39. The Reformed Churches despised in Brussels

Daniel de Dieu to the London Dutch Stranger Church, 9 August 1582

Honourable brethren, since an opportunity has arisen to write to England, I have not wanted to delay greeting all the brethren any longer … As for the state of our oppressed fatherland, we may well compare it, as the prophet Isaiah (ch. 1) [vv. 5-6] does his Jewish people, to a wretched man, whose whole head is sick and his whole heart has grown weary and in whom nothing wholesome can be found; from the soles of his feet to his head there are only wounds, stiffness and ulcers, which can neither be closed, bound up nor soothed with oil. For the Lord does lay aside His wrath, but His hand remains stretched forth and the land is still filled with idolatry, injustice, treachery and every kind of infamy. God’s Holy Word is received by few and read by fewer still. Everywhere you find multitudes of atheists and libertines, some of whom openly scoff at Religion1 and call it a fable and invention, saying that it is nothing more than a matter of policy, devised by crafty and cunning rulers to keep simple folk in fear and obedience. These therefore regard those who do and suffer so much for the sake of Religion as mad. Others who wish to conceal their contempt for God say that such a variety of contending beliefs have arisen in our fatherland that they neither know which is true nor what they should believe. Some set their cap to the wind and outwardly conform with all sorts of Religion. Others extol the peace and prosperity of everything under popery and make out that God’s Word is the cause of all this misfortune and strife. It is therefore not surprising that the wrath of God is still kindled against the country. We on the other side too, who should have been all the more godly as the world grows more godless, have by our sins also increased the fire. Instead of bringing water, we together carry oil to it so that it burns more fiercely than ever. For this reason we see that the Lord gives advancement to the enemy and sets us back. He makes his horses sturdy and his soldiers strong and bold and by contrast He makes ours fearful and timid.

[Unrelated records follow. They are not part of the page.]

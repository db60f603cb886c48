//! The event-driven engine: particles, event prediction, the calendar, and
//! the driver loop that executes events in causal order.

pub mod calendar;
pub mod driver;
pub mod event;
pub mod motion;
pub mod particle;
pub mod predict;

pub use calendar::{Calendar, RecordState};
pub use driver::{DriverReport, ElasticResponse, ResponseModel, Simulation, StepOutcome};
pub use event::{EventKind, EventRecord, EventSummary};
pub use motion::{Approach, Domain, HardSphere, InteractionGeometry};
pub use particle::{Particle, ParticleId, DIM};
pub use predict::{AllPairs, NeighborSource, Predictor};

Thus God has also allowed our fellow brethren at Lier to be treacherously surprised and wretchedly treated.2 Some of these escaped naked and many others, having no money to buy their ransom, were miserably murdered, among whom one of the ministers, a virtuous god-fearing man (by name Jan Schijve: he had earlier served at Mechelen) was according to reports most cruelly put to death. The chief men and leaders of the country are not exempt from all sorts of assaults on their person, as was quite recently planned and about which you will have certainly heard.3 What then should anyone think? Shall we allow ourselves to become discouraged and bereft of all comfort? Our answer is no, certainly not. For we know that, although we shall have tribulation in the world (John ch. 16), we nevertheless have peace in Christ. Recently we had here a great mutiny of our garrison; they seized the court, grievously threatened the burghers and forcibly removed some officers, both from the magistracy and from the council of war, from their houses. Whereupon some burghers, both papists and others, were given arms to protect the market, the town-hall and magistrates from any insolence, though not to fight the soldiers, for that would have been the height of folly. Nevertheless the situation was as a result far worse because the servants of the Mass and malcontented spirits strove thereby to incite the soldiers against us by spreading many slanders and threats so that it seemed as though the soldiers and our people would have fallen on one another with their swords. But the affair has been settled and completed made up so that the pro-Spanish party have not yet achieved their boast. Soon afterwards we were warned from all sides that the enemy was coming to besiege us and great preparations were laid, but this cloud also seems to have passed over. Our mass-enticers have now been pressing the Duke [of Anjou] for several months on end to be allowed to take possession of the church on the Koudenberg close by the court (which is used by the Walloon congregation) and openly to celebrate mass. But so far they have failed and only time will tell what they shall obtain hereafter once the Duke comes. God will meanwhile keep away all idolatrous services from us. Brussels, 9 August 1582.

Source : Ecclesiae Londino-Batavorum Archivum , ed. J.H. Hessels vol. III part i (Cambridge, 1897) 679-81.

1 Although De Dieu writes of ‘de Religie’, which usually would mean ‘the Religion’ i.e. the Reformed Religion, he seems here to employ the term in its widest sense.
2 William Semple, a Scottish captain, in the service of the States betrayed Lier to Farnese on 2 August 1582. The Walloon troops sacked the town.
3 On 18 March 1582 Jean Jaureguy made an attempt on William of Orange’s life in Antwerp.